One year - and seemingly forever – ago, I posted on this blog a piece about a gratefulness practice that I had engaged every day of 2019. It culminated in a New Year’s Eve ritual that included reviewing each one of the three hundred and sixty-five entries from my calendar: those things which I daily recorded as my specific gratitudes.
I had never extended my gratefulness practice this far before.
By New Year’s Day 2020, I was committed to going through another year in such a way: a simple everyday activity that would flourish on the last day of the year in one huge wintry blossom of gratitude.
Small steps each day – taking a moment to reflect on the waking hours and then recording them on my calendar. On the last day of each month, I copied these into a document which got filed into my annual gratitude folder of my “Spiritual” set of writings.
I really didn’t know early in January what the world would face for the remainder of that year – 2020 – and into this next one. But I had set my intention and so off I went – down Gratitude Road – at the end of each day of this past year. Most days I was so happy to pause and look around for a reason to be thankful:
Breath flowing easily in and out of my lungs
A safe home
Loving family
Nature’s beauty
Economic stability
Caring friends
Satisfying and productive work days with clients and colleagues
Each of those things I just listed are generalities; what actually appeared on my daily lists were always very specific …
Laughing with my brother
This sister’s generosity of spirit
That sister’s ability to open-heartedly listen
The “I love you” from another beloved (on a very particular day when I most needed it)
Such-and-such’s (a friend) deep caring during our Zoom lunch date
(All of these people are actually named in my private “grat notes.”)
And the everyday yet miraculous wonders of nature for which I expressed gratitude ranged from:
being able to watch a particular nest of a certain species of bird in my yard, thanking Spirit for each new egg, each chirping nestling, every growing bird, and the blessing of watching their very first fledge-flight, to
which houseplants bloomed in vibrant color, to
which trees began to leaf out and when, to
owl sightings, coyote visitations, fresh bear scat aplenty,
nuances of sky, light, weather
… each described in great detail in my lists …
… except for one, “health,” that appeared - with only about four exceptions – on every single day’s entry from mid-March through the end of the year (and which is now creeping onto this year’s couple-of-weeks-so-far entries).

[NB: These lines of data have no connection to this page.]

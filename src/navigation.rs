//! Page-transition notifications for host code such as progress bars.
//!
//! Each navigation attempt moves `idle → navigating → idle` and is bracketed by a
//! `phx:page-loading-start`/`phx:page-loading-stop` pair carrying the same metadata.
//! `phx:navigate` is independent and purely observational.

use crate::{
	dom::{Dom, EventTarget},
	error::ProtocolError,
	node::NodeId,
};
use core::fmt;
use serde::Serialize;
use serde_json::{json, Value};
use tracing::{debug, error, instrument, warn};

pub const PAGE_LOADING_START: &str = "phx:page-loading-start";
pub const PAGE_LOADING_STOP: &str = "phx:page-loading-stop";
pub const NAVIGATE: &str = "phx:navigate";

#[derive(Debug, Clone, Copy, PartialEq, Eq, Hash, Serialize)]
#[serde(rename_all = "lowercase")]
pub enum NavigationKind {
	Redirect,
	Patch,
	Initial,
	Element,
	Error,
}

/// Metadata shared by the start and stop events of one attempt.
#[derive(Debug, Clone, PartialEq, Eq, Serialize)]
pub struct PageLoading {
	pub kind: NavigationKind,
	#[serde(skip_serializing_if = "Option::is_none")]
	pub to: Option<String>,
	#[serde(skip_serializing_if = "Option::is_none")]
	pub target: Option<NodeId>,
}
impl PageLoading {
	/// For every kind except [`NavigationKind::Element`].
	pub fn to(kind: NavigationKind, href: impl Into<String>) -> Self {
		debug_assert_ne!(kind, NavigationKind::Element, "Element navigations carry a target instead of `to`");
		Self {
			kind,
			to: Some(href.into()),
			target: None,
		}
	}

	#[must_use]
	pub fn element(target: NodeId) -> Self {
		Self {
			kind: NavigationKind::Element,
			to: None,
			target: Some(target),
		}
	}
}

#[derive(Debug, Clone, PartialEq, Eq)]
pub enum NavigationEvent {
	Start(PageLoading),
	Stop(PageLoading),
	/// A committed URL-bar change.
	Navigate {
		href: String,
		patch: bool,
		/// Caused by back/forward history navigation.
		pop: bool,
	},
}
impl NavigationEvent {
	#[must_use]
	pub fn name(&self) -> &'static str {
		match self {
			NavigationEvent::Start(_) => PAGE_LOADING_START,
			NavigationEvent::Stop(_) => PAGE_LOADING_STOP,
			NavigationEvent::Navigate { .. } => NAVIGATE,
		}
	}

	#[must_use]
	pub fn detail(&self) -> Value {
		match self {
			NavigationEvent::Start(loading) | NavigationEvent::Stop(loading) => serde_json::to_value(loading).unwrap_or_else(|error| {
				error!("phx-reconcile bug: Failed to serialize page loading metadata: {}", error);
				Value::Null
			}),
			NavigationEvent::Navigate { href, patch, pop } => json!({ "href": href, "patch": patch, "pop": pop }),
		}
	}
}

#[derive(Debug, Clone, Copy, PartialEq, Eq, Hash, PartialOrd, Ord)]
pub struct NavigationId(u64);
impl NavigationId {
	#[must_use]
	pub fn get(self) -> u64 {
		self.0
	}
}
impl fmt::Display for NavigationId {
	fn fmt(&self, f: &mut fmt::Formatter<'_>) -> fmt::Result {
		write!(f, "{}", self.0)
	}
}

#[derive(Debug, Default)]
pub struct NavigationDispatcher {
	next_id: u64,
	/// In start order.
	active: Vec<(NavigationId, PageLoading)>,
}
impl NavigationDispatcher {
	#[must_use]
	pub fn new() -> Self {
		Self::default()
	}

	#[must_use]
	pub fn is_navigating(&self) -> bool {
		!self.active.is_empty()
	}

	pub fn active(&self) -> impl Iterator<Item = (NavigationId, &PageLoading)> + '_ {
		self.active.iter().map(|(id, loading)| (*id, loading))
	}

	/// Enters `navigating` for a new attempt and emits its start event.
	#[instrument(skip(self, dom))]
	pub fn start(&mut self, dom: &mut impl Dom, loading: PageLoading) -> NavigationId {
		self.next_id += 1;
		let id = NavigationId(self.next_id);
		emit(dom, &NavigationEvent::Start(loading.clone()));
		self.active.push((id, loading));
		debug!(%id, "Navigation started.");
		id
	}

	/// Leaves `navigating` for `id`, emitting a stop event with the start metadata.
	///
	/// # Errors
	///
	/// [`ProtocolError::UnknownNavigation`] if `id` isn't active. Nothing is emitted in that case.
	#[instrument(skip(self, dom))]
	pub fn stop(&mut self, dom: &mut impl Dom, id: NavigationId) -> Result<(), ProtocolError> {
		let loading = self.take(id)?;
		emit(dom, &NavigationEvent::Stop(loading));
		debug!(%id, "Navigation stopped.");
		Ok(())
	}

	/// Like [`stop`](`NavigationDispatcher::stop`), but the stop event reports [`NavigationKind::Error`].
	#[instrument(skip(self, dom))]
	pub fn fail(&mut self, dom: &mut impl Dom, id: NavigationId) -> Result<(), ProtocolError> {
		let mut loading = self.take(id)?;
		loading.kind = NavigationKind::Error;
		emit(dom, &NavigationEvent::Stop(loading));
		debug!(%id, "Navigation failed.");
		Ok(())
	}

	/// Reports a committed URL change. Doesn't affect navigation state.
	#[instrument(skip(self, dom))]
	pub fn navigate(&mut self, dom: &mut impl Dom, href: &str, patch: bool, pop: bool) {
		emit(
			dom,
			&NavigationEvent::Navigate {
				href: href.to_owned(),
				patch,
				pop,
			},
		);
	}

	fn take(&mut self, id: NavigationId) -> Result<PageLoading, ProtocolError> {
		match self.active.iter().position(|(active, _)| *active == id) {
			Some(index) => Ok(self.active.remove(index).1),
			None => {
				error!(%id, "Stop for a navigation that isn't active.");
				Err(ProtocolError::UnknownNavigation(id.0))
			}
		}
	}
}

fn emit(dom: &mut impl Dom, event: &NavigationEvent) {
	if let Err(error) = dom.dispatch(&EventTarget::Global, event.name(), &event.detail(), false) {
		warn!("Failed to dispatch {}: {}", event.name(), error);
	}
}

By New Year’s Eve 2020 I was, admittedly, weary. I was not sure I had the stamina to read through a list that contained between twelve hundred and eighteen hundred entries. But I did it anyway, to honor the ritual. It took a long while, with several interruptions, but I managed to read, to remember, and to find thankfulness anew at the abundance of love and kindness and beauty that prevail even amidst a year (-plus) of grand difficulty, disruption, hurt, and death.
I created an altar from nature’s beauty after I completed reading the year’s gratitude entries.
I’m on it for this year, too – the beginning of my third year doing a daily thing that leads to a year-end thing: a focus on gratefulness.
What interests me now as I compose this blog post is how I began this hearty practice just weeks after my mom’s death; I persevered through the first year of this practice while my family and I moved through all of the bereavement and logistical details associated with such a loss. The second year I did this ritual was 2020 – rife with the pandemic, economic collapse, escalating tensions around social justice inequities, a near total shut-off (in our household) of in-person socializing, political upheavals. This is a reminder that gratitude is not conditional.
I am so glad to be committed to this gratefulness path again for 2021.